[Dataset records]
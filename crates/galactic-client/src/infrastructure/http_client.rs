//! HTTP transport to a `galactic-server`.
//!
//! Requests and successful responses carry `application/octet-stream`
//! GalacticBuf bodies.  A non-2xx reply becomes an error whose message is
//! the status line plus the server's plain-text explanation.

use anyhow::{bail, Context};
use galactic_core::{encode_message, Object};
use hyper::client::HttpConnector;
use hyper::header::CONTENT_TYPE;
use hyper::{Body, Client, Method, Request, Uri};
use tracing::debug;

const OCTET_STREAM: &str = "application/octet-stream";

/// Client bound to one server base URL, e.g. `http://127.0.0.1:3000`.
#[derive(Debug, Clone)]
pub struct GalacticHttpClient {
    client: Client<HttpConnector>,
    base: String,
}

impl GalacticHttpClient {
    /// Creates a client for `base_url`.
    ///
    /// # Errors
    ///
    /// Returns an error if `base_url` is not an absolute `http://` URL.
    pub fn new(base_url: &str) -> anyhow::Result<Self> {
        let base = base_url.trim_end_matches('/').to_string();
        let uri: Uri = base
            .parse()
            .with_context(|| format!("invalid server URL: '{base_url}'"))?;
        if uri.scheme_str() != Some("http") || uri.authority().is_none() {
            bail!("server URL must look like http://host:port, got '{base_url}'");
        }
        Ok(Self {
            client: Client::new(),
            base,
        })
    }

    /// Full URI for `path` on this server.
    pub fn uri(&self, path: &str) -> anyhow::Result<Uri> {
        let url = format!("{}{}", self.base, path);
        url.parse()
            .with_context(|| format!("invalid request URL: '{url}'"))
    }

    /// `GET path`, returning the raw response body.
    pub async fn get(&self, path: &str) -> anyhow::Result<Vec<u8>> {
        self.send(Method::GET, path, Body::empty()).await
    }

    /// `POST path` with `message` encoded as the body.
    pub async fn post(&self, path: &str, message: &Object) -> anyhow::Result<Vec<u8>> {
        let body = encode_message(message).context("failed to encode request message")?;
        self.send(Method::POST, path, Body::from(body)).await
    }

    async fn send(&self, method: Method, path: &str, body: Body) -> anyhow::Result<Vec<u8>> {
        let uri = self.uri(path)?;
        debug!(%method, %uri, "sending request");
        let req = Request::builder()
            .method(method)
            .uri(uri.clone())
            .header(CONTENT_TYPE, OCTET_STREAM)
            .body(body)
            .context("failed to build request")?;

        let resp = self
            .client
            .request(req)
            .await
            .with_context(|| format!("request to {uri} failed"))?;
        let status = resp.status();
        let bytes = hyper::body::to_bytes(resp.into_body())
            .await
            .with_context(|| format!("failed to read response from {uri}"))?;
        debug!(status = status.as_u16(), len = bytes.len(), "response received");

        if !status.is_success() {
            bail!(
                "server returned {status}: {}",
                String::from_utf8_lossy(&bytes).trim()
            );
        }
        Ok(bytes.to_vec())
    }
}

#[cfg(test)]
mod tests {
    use super::*;

    #[test]
    fn test_new_strips_trailing_slash() {
        let client = GalacticHttpClient::new("http://127.0.0.1:3000/").unwrap();
        assert_eq!(
            client.uri("/trades").unwrap().to_string(),
            "http://127.0.0.1:3000/trades"
        );
    }

    #[test]
    fn test_new_rejects_https() {
        assert!(GalacticHttpClient::new("https://example.com").is_err());
    }

    #[test]
    fn test_new_rejects_relative_url() {
        assert!(GalacticHttpClient::new("/trades").is_err());
    }
}
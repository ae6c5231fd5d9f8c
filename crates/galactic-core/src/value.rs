//! The GalacticBuf value model.
//!
//! A [`Value`] is one of four kinds, matching the four wire type tags:
//!
//! | Variant  | Wire tag | Rust payload            |
//! |----------|----------|-------------------------|
//! | `Int`    | `0x01`   | `i64`                   |
//! | `Str`    | `0x02`   | `String` (UTF-8)        |
//! | `List`   | `0x03`   | `Vec<Value>`            |
//! | `Object` | `0x04`   | [`Object`] (ordered map) |
//!
//! The enum is closed, so there is no way to hold a float, boolean or null
//! in a value tree; those kinds have no wire representation.
//!
//! A `Value::List` may hold any values in memory (even nested lists or mixed
//! kinds).  Homogeneity and the "no lists of lists" rule are checked by the
//! encoder, which reports them as errors instead of coercing.

use indexmap::IndexMap;
use serde::ser::{Serialize, SerializeMap, SerializeSeq, Serializer};

/// An insertion-ordered mapping from field name to value.
///
/// Iteration follows insertion order, which is the order fields are written
/// to the wire.  Inserting a name that is already present replaces the value
/// in place (the field keeps its original position).  Equality compares
/// entries as a map, so two objects with the same fields in a different
/// order are equal even though they encode to different bytes.
pub type Object = IndexMap<String, Value>;

/// A GalacticBuf value tree.
#[derive(Debug, Clone, PartialEq, Eq)]
pub enum Value {
    /// A signed 64-bit integer.
    Int(i64),
    /// A UTF-8 string of at most 65535 bytes.
    Str(String),
    /// An ordered sequence of `Int`, `Str` or `Object` elements, all of one kind.
    List(Vec<Value>),
    /// A nested record of named fields.
    Object(Object),
}

impl Value {
    /// Returns a short name for the kind of this value, for diagnostics.
    pub fn kind_name(&self) -> &'static str {
        match self {
            Value::Int(_) => "int",
            Value::Str(_) => "string",
            Value::List(_) => "list",
            Value::Object(_) => "object",
        }
    }

    /// Returns the integer payload, if this is an `Int`.
    pub fn as_int(&self) -> Option<i64> {
        match self {
            Value::Int(n) => Some(*n),
            _ => None,
        }
    }

    /// Returns the string payload, if this is a `Str`.
    pub fn as_str(&self) -> Option<&str> {
        match self {
            Value::Str(s) => Some(s),
            _ => None,
        }
    }

    /// Returns the elements, if this is a `List`.
    pub fn as_list(&self) -> Option<&[Value]> {
        match self {
            Value::List(items) => Some(items),
            _ => None,
        }
    }

    /// Returns the fields, if this is an `Object`.
    pub fn as_object(&self) -> Option<&Object> {
        match self {
            Value::Object(obj) => Some(obj),
            _ => None,
        }
    }
}

// ── Conversions ───────────────────────────────────────────────────────────────

impl From<i64> for Value {
    fn from(n: i64) -> Self {
        Value::Int(n)
    }
}

impl From<i32> for Value {
    fn from(n: i32) -> Self {
        Value::Int(i64::from(n))
    }
}

impl From<u32> for Value {
    fn from(n: u32) -> Self {
        Value::Int(i64::from(n))
    }
}

impl From<&str> for Value {
    fn from(s: &str) -> Self {
        Value::Str(s.to_string())
    }
}

impl From<String> for Value {
    fn from(s: String) -> Self {
        Value::Str(s)
    }
}

impl From<Object> for Value {
    fn from(obj: Object) -> Self {
        Value::Object(obj)
    }
}

impl<T: Into<Value>> From<Vec<T>> for Value {
    fn from(items: Vec<T>) -> Self {
        Value::List(items.into_iter().map(Into::into).collect())
    }
}

// ── JSON-style rendering ──────────────────────────────────────────────────────

/// Serializes a value the way a JSON document would show it: integers as
/// numbers, strings as strings, lists as arrays and objects as maps in
/// field order.
impl Serialize for Value {
    fn serialize<S: Serializer>(&self, serializer: S) -> Result<S::Ok, S::Error> {
        match self {
            Value::Int(n) => serializer.serialize_i64(*n),
            Value::Str(s) => serializer.serialize_str(s),
            Value::List(items) => {
                let mut seq = serializer.serialize_seq(Some(items.len()))?;
                for item in items {
                    seq.serialize_element(item)?;
                }
                seq.end()
            }
            Value::Object(obj) => {
                let mut map = serializer.serialize_map(Some(obj.len()))?;
                for (name, value) in obj {
                    map.serialize_entry(name, value)?;
                }
                map.end()
            }
        }
    }
}

// ── Tests ─────────────────────────────────────────────────────────────────────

> **Brief**
Count every line that holds the word "header" in the entries, and state the result alone.

> **Task answer**
2